Annie Ross also has a hot band with Milt Jackson (on vibes), Blossom Dearie (piano only), Percy Heath, and Kenny Clarke, and is in good voice on two standards, offering a variation on "Between the Devil and the Deep Blue Sea" and raising the tempo on "The Way You Look Tonight"; she ain't jiving, though. The obscure Emitt Slay Trio is vaudeville jive—"Mail Call" consists entirely of a letter, read with organ accompaniment, in which a soldier in Korea learns that his wife has a new friend. In compensation, we get Eddie Jefferson's entire 1952 Hi-Lo session with the Walt Harper Quintet (including drummer Cecil Brooks, father of C.B. III).

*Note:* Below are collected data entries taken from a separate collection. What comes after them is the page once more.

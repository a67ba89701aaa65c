//! Per-peer resource registry.
//!
//! Holds every transport, producer and consumer a peer owns, in creation
//! order. The registry is the only thing that knows which engine handles a
//! session is responsible for closing, so it is also where teardown starts:
//! [`ResourceRegistry::close_all`] detaches every handle under the caller's
//! lock and returns a [`Teardown`] that performs the engine closes outside
//! of it.

use crate::engine::EngineClient;
use crate::errors::SfuError;
use crate::observability::metrics;
use crate::types::{ConsumerId, MediaKind, ProducerId, TransportId};

use tracing::{debug, warn};

/// Lifecycle of a WebRTC transport.
#[derive(Debug, Clone, Copy, PartialEq, Eq)]
pub enum TransportState {
    Created,
    Connected,
    Closed,
}

#[derive(Debug, Clone, PartialEq, Eq)]
pub struct TransportEntry {
    pub id: TransportId,
    pub state: TransportState,
}

#[derive(Debug, Clone, PartialEq, Eq)]
pub struct ProducerEntry {
    pub id: ProducerId,
    pub kind: MediaKind,
    pub transport_id: TransportId,
}

#[derive(Debug, Clone, PartialEq, Eq)]
pub struct ConsumerEntry {
    pub id: ConsumerId,
    pub producer_id: ProducerId,
    pub kind: MediaKind,
    pub transport_id: TransportId,
}

/// Resources owned by one peer.
#[derive(Debug, Default)]
pub struct ResourceRegistry {
    transports: Vec<TransportEntry>,
    producers: Vec<ProducerEntry>,
    consumers: Vec<ConsumerEntry>,
    closed: bool,
}

impl ResourceRegistry {
    #[must_use]
    pub fn new() -> Self {
        Self::default()
    }

    /// True once `close_all` has run.
    #[must_use]
    pub fn is_closed(&self) -> bool {
        self.closed
    }

    #[must_use]
    pub fn is_empty(&self) -> bool {
        self.transports.is_empty() && self.producers.is_empty() && self.consumers.is_empty()
    }

    #[must_use]
    pub fn transports(&self) -> &[TransportEntry] {
        &self.transports
    }

    #[must_use]
    pub fn producers(&self) -> &[ProducerEntry] {
        &self.producers
    }

    #[must_use]
    pub fn consumers(&self) -> &[ConsumerEntry] {
        &self.consumers
    }

    fn ensure_open(&self) -> Result<(), SfuError> {
        if self.closed {
            Err(SfuError::SessionClosed)
        } else {
            Ok(())
        }
    }

    /// Register a new transport in `Created` state.
    ///
    /// # Errors
    ///
    /// `SessionClosed` after `close_all`, `DuplicateResource` if the id is
    /// already registered.
    pub fn add_transport(&mut self, id: TransportId) -> Result<(), SfuError> {
        self.ensure_open()?;
        if self.transports.iter().any(|t| t.id == id) {
            return Err(SfuError::DuplicateResource(format!(
                "Transport {id} already registered"
            )));
        }
        self.transports.push(TransportEntry {
            id,
            state: TransportState::Created,
        });
        Ok(())
    }

    /// # Errors
    ///
    /// Same as [`Self::add_transport`].
    pub fn add_producer(&mut self, entry: ProducerEntry) -> Result<(), SfuError> {
        self.ensure_open()?;
        if self.producers.iter().any(|p| p.id == entry.id) {
            return Err(SfuError::DuplicateResource(format!(
                "Producer {} already registered",
                entry.id
            )));
        }
        self.producers.push(entry);
        Ok(())
    }

    /// # Errors
    ///
    /// Same as [`Self::add_transport`].
    pub fn add_consumer(&mut self, entry: ConsumerEntry) -> Result<(), SfuError> {
        self.ensure_open()?;
        if self.consumers.iter().any(|c| c.id == entry.id) {
            return Err(SfuError::DuplicateResource(format!(
                "Consumer {} already registered",
                entry.id
            )));
        }
        self.consumers.push(entry);
        Ok(())
    }

    /// # Errors
    ///
    /// `NotFound` if this peer does not own the transport.
    pub fn find_transport(&self, id: &TransportId) -> Result<&TransportEntry, SfuError> {
        self.transports
            .iter()
            .find(|t| &t.id == id)
            .ok_or_else(|| SfuError::NotFound(format!("Transport {id} not found")))
    }

    /// # Errors
    ///
    /// `NotFound` if this peer does not own the producer.
    pub fn find_producer(&self, id: &ProducerId) -> Result<&ProducerEntry, SfuError> {
        self.producers
            .iter()
            .find(|p| &p.id == id)
            .ok_or_else(|| SfuError::NotFound(format!("Producer {id} not found")))
    }

    /// Move a transport to `Connected`.
    ///
    /// # Errors
    ///
    /// `NotFound` if absent, `InvalidState` if it has been closed meanwhile.
    pub fn mark_transport_connected(&mut self, id: &TransportId) -> Result<(), SfuError> {
        let entry = self
            .transports
            .iter_mut()
            .find(|t| &t.id == id)
            .ok_or_else(|| SfuError::NotFound(format!("Transport {id} not found")))?;
        if entry.state == TransportState::Closed {
            return Err(SfuError::InvalidState(format!("Transport {id} is closed")));
        }
        entry.state = TransportState::Connected;
        Ok(())
    }

    /// Mark a transport closed by the engine.
    ///
    /// The engine closes everything carried by a transport along with it, so
    /// producers and consumers on it are dropped and returned. `None` if the
    /// transport is unknown or already closed.
    pub fn mark_transport_closed(
        &mut self,
        id: &TransportId,
    ) -> Option<(Vec<ProducerEntry>, Vec<ConsumerEntry>)> {
        let entry = self
            .transports
            .iter_mut()
            .find(|t| &t.id == id && t.state != TransportState::Closed)?;
        entry.state = TransportState::Closed;

        let (dropped_producers, producers) = std::mem::take(&mut self.producers)
            .into_iter()
            .partition(|p| &p.transport_id == id);
        self.producers = producers;

        let (dropped_consumers, consumers) = std::mem::take(&mut self.consumers)
            .into_iter()
            .partition(|c| &c.transport_id == id);
        self.consumers = consumers;

        Some((dropped_producers, dropped_consumers))
    }

    pub fn remove_producer(&mut self, id: &ProducerId) -> Option<ProducerEntry> {
        let index = self.producers.iter().position(|p| &p.id == id)?;
        Some(self.producers.remove(index))
    }

    pub fn remove_consumer(&mut self, id: &ConsumerId) -> Option<ConsumerEntry> {
        let index = self.consumers.iter().position(|c| &c.id == id)?;
        Some(self.consumers.remove(index))
    }

    /// Drop every consumer fed by `producer_id`.
    pub fn remove_consumers_of(&mut self, producer_id: &ProducerId) -> Vec<ConsumerEntry> {
        let (removed, kept) = std::mem::take(&mut self.consumers)
            .into_iter()
            .partition(|c| &c.producer_id == producer_id);
        self.consumers = kept;
        removed
    }

    /// Detach every handle and refuse further registrations.
    ///
    /// Returns an empty teardown when called again.
    pub fn close_all(&mut self) -> Teardown {
        if self.closed {
            return Teardown::default();
        }
        self.closed = true;

        Teardown {
            consumers: std::mem::take(&mut self.consumers)
                .into_iter()
                .map(|c| c.id)
                .collect(),
            producers: std::mem::take(&mut self.producers)
                .into_iter()
                .map(|p| p.id)
                .collect(),
            transports: std::mem::take(&mut self.transports)
                .into_iter()
                .filter(|t| t.state != TransportState::Closed)
                .map(|t| t.id)
                .collect(),
        }
    }
}

/// Engine handles detached from a registry, awaiting close.
#[derive(Debug, Default, PartialEq, Eq)]
pub struct Teardown {
    pub consumers: Vec<ConsumerId>,
    pub producers: Vec<ProducerId>,
    pub transports: Vec<TransportId>,
}

impl Teardown {
    #[must_use]
    pub fn is_empty(&self) -> bool {
        self.consumers.is_empty() && self.producers.is_empty() && self.transports.is_empty()
    }

    /// Close consumers, then producers, then transports.
    ///
    /// Failures are logged and counted but do not stop the teardown.
    /// Returns the number of failed closes.
    pub async fn run(self, engine: &EngineClient) -> usize {
        let mut failures = 0;

        for id in &self.consumers {
            if let Err(e) = engine.close_consumer(id).await {
                failures += 1;
                teardown_failed("consumer", id.as_str(), &e);
            }
        }
        for id in &self.producers {
            if let Err(e) = engine.close_producer(id).await {
                failures += 1;
                teardown_failed("producer", id.as_str(), &e);
            }
        }
        for id in &self.transports {
            if let Err(e) = engine.close_transport(id).await {
                failures += 1;
                teardown_failed("transport", id.as_str(), &e);
            }
        }

        debug!(
            target: "sfu.peer",
            consumers = self.consumers.len(),
            producers = self.producers.len(),
            transports = self.transports.len(),
            failures,
            "Teardown complete"
        );
        failures
    }
}

fn teardown_failed(resource: &'static str, id: &str, error: &SfuError) {
    metrics::record_teardown_error(resource);
    warn!(
        target: "sfu.peer",
        resource,
        id,
        error = %error,
        "Failed to close resource during teardown"
    );
}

In addition to his original take on "Honeysuckle Rose," with its rash fade, he does three vocalese adaptations of solos James Moody recorded in 1949: "The Birdland Story" (from "Blue and Moody"), "I Got the Blues" (from "Lester Leaps In"), and "Body and Soul," a clever companion piece to Jefferson's better-known adaptation of Coleman Hawkins's solo. As with Ross, his pitch isn't unerring, but it's on target more often than not and his feeling for bebop is uncanny. I don't know why I find his pronunciation, in "The Birdland Story," of the name Charlie so appealing; it's the beginning of a vivid snapshot of a bandstand incident in which Moody steals the show—"That's when the Yard looked round and said, go ahead and swing it Moody." It's neither ha-ha funny nor particularly jivey. But it's way cool.